:: Problem description ::
Reproduce each line below without any alteration.

[Information provided — start]

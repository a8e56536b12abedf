//! Generation-scoped cancellation.
//!
//! A [`CancelSource`] owns one generation of sync lanes; each lane holds a
//! cloned [`CancelToken`]. Cancelling sets a flag and drops the only sender
//! of a crossbeam channel, which wakes every token blocked in
//! [`CancelToken::sleep`] at once.

#![allow(missing_docs)]

use std::sync::Arc;
use std::sync::atomic::{AtomicBool, Ordering};
use std::time::Duration;

use crossbeam_channel::{Receiver, RecvTimeoutError, Sender, bounded};
use parking_lot::Mutex;

#[derive(Debug)]
pub struct CancelSource {
    flag: Arc<AtomicBool>,
    wake: Mutex<Option<Sender<()>>>,
    rx: Receiver<()>,
}

#[derive(Debug, Clone)]
pub struct CancelToken {
    flag: Arc<AtomicBool>,
    rx: Receiver<()>,
}

impl CancelSource {
    pub fn new() -> Self {
        let (tx, rx) = bounded(0);
        Self {
            flag: Arc::new(AtomicBool::new(false)),
            wake: Mutex::new(Some(tx)),
            rx,
        }
    }

    pub fn token(&self) -> CancelToken {
        CancelToken {
            flag: Arc::clone(&self.flag),
            rx: self.rx.clone(),
        }
    }

    /// Idempotent.
    pub fn cancel(&self) {
        self.flag.store(true, Ordering::SeqCst);
        self.wake.lock().take();
    }

    pub fn is_cancelled(&self) -> bool {
        self.flag.load(Ordering::SeqCst)
    }
}

impl Default for CancelSource {
    fn default() -> Self {
        Self::new()
    }
}

impl CancelToken {
    pub fn is_cancelled(&self) -> bool {
        self.flag.load(Ordering::SeqCst)
    }

    /// Sleep up to `dur`. Returns `true` if woken by cancellation.
    pub fn sleep(&self, dur: Duration) -> bool {
        if self.is_cancelled() {
            return true;
        }
        match self.rx.recv_timeout(dur) {
            Err(RecvTimeoutError::Timeout) => self.is_cancelled(),
            Ok(()) | Err(RecvTimeoutError::Disconnected) => true,
        }
    }
}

[Information provided — finish]

:: Output ::
repository a8e56536b12abedf
//! Generation-scoped cancellation.
//!
//! A [`CancelSource`] owns one generation of sync lanes; each lane holds a
//! cloned [`CancelToken`]. Cancelling sets a flag and drops the only sender
//! of a crossbeam channel, which wakes every token blocked in
//! [`CancelToken::sleep`] at once.

#![allow(missing_docs)]

use std::sync::Arc;
use std::sync::atomic::{AtomicBool, Ordering};
use std::time::Duration;

use crossbeam_channel::{Receiver, RecvTimeoutError, Sender, bounded};
use parking_lot::Mutex;

#[derive(Debug)]
pub struct CancelSource {
    flag: Arc<AtomicBool>,
    wake: Mutex<Option<Sender<()>>>,
    rx: Receiver<()>,
}

#[derive(Debug, Clone)]
pub struct CancelToken {
    flag: Arc<AtomicBool>,
    rx: Receiver<()>,
}

impl CancelSource {
    pub fn new() -> Self {
        let (tx, rx) = bounded(0);
        Self {
            flag: Arc::new(AtomicBool::new(false)),
            wake: Mutex::new(Some(tx)),
            rx,
        }
    }

    pub fn token(&self) -> CancelToken {
        CancelToken {
            flag: Arc::clone(&self.flag),
            rx: self.rx.clone(),
        }
    }

    /// Idempotent.
    pub fn cancel(&self) {
        self.flag.store(true, Ordering::SeqCst);
        self.wake.lock().take();
    }

    pub fn is_cancelled(&self) -> bool {
        self.flag.load(Ordering::SeqCst)
    }
}

impl Default for CancelSource {
    fn default() -> Self {
        Self::new()
    }
}

impl CancelToken {
    pub fn is_cancelled(&self) -> bool {
        self.flag.load(Ordering::SeqCst)
    }

    /// Sleep up to `dur`. Returns `true` if woken by cancellation.
    pub fn sleep(&self, dur: Duration) -> bool {
        if self.is_cancelled() {
            return true;
        }
        match self.rx.recv_timeout(dur) {
            Err(RecvTimeoutError::Timeout) => self.is_cancelled(),
            Ok(()) | Err(RecvTimeoutError::Disconnected) => true,
        }
    }
}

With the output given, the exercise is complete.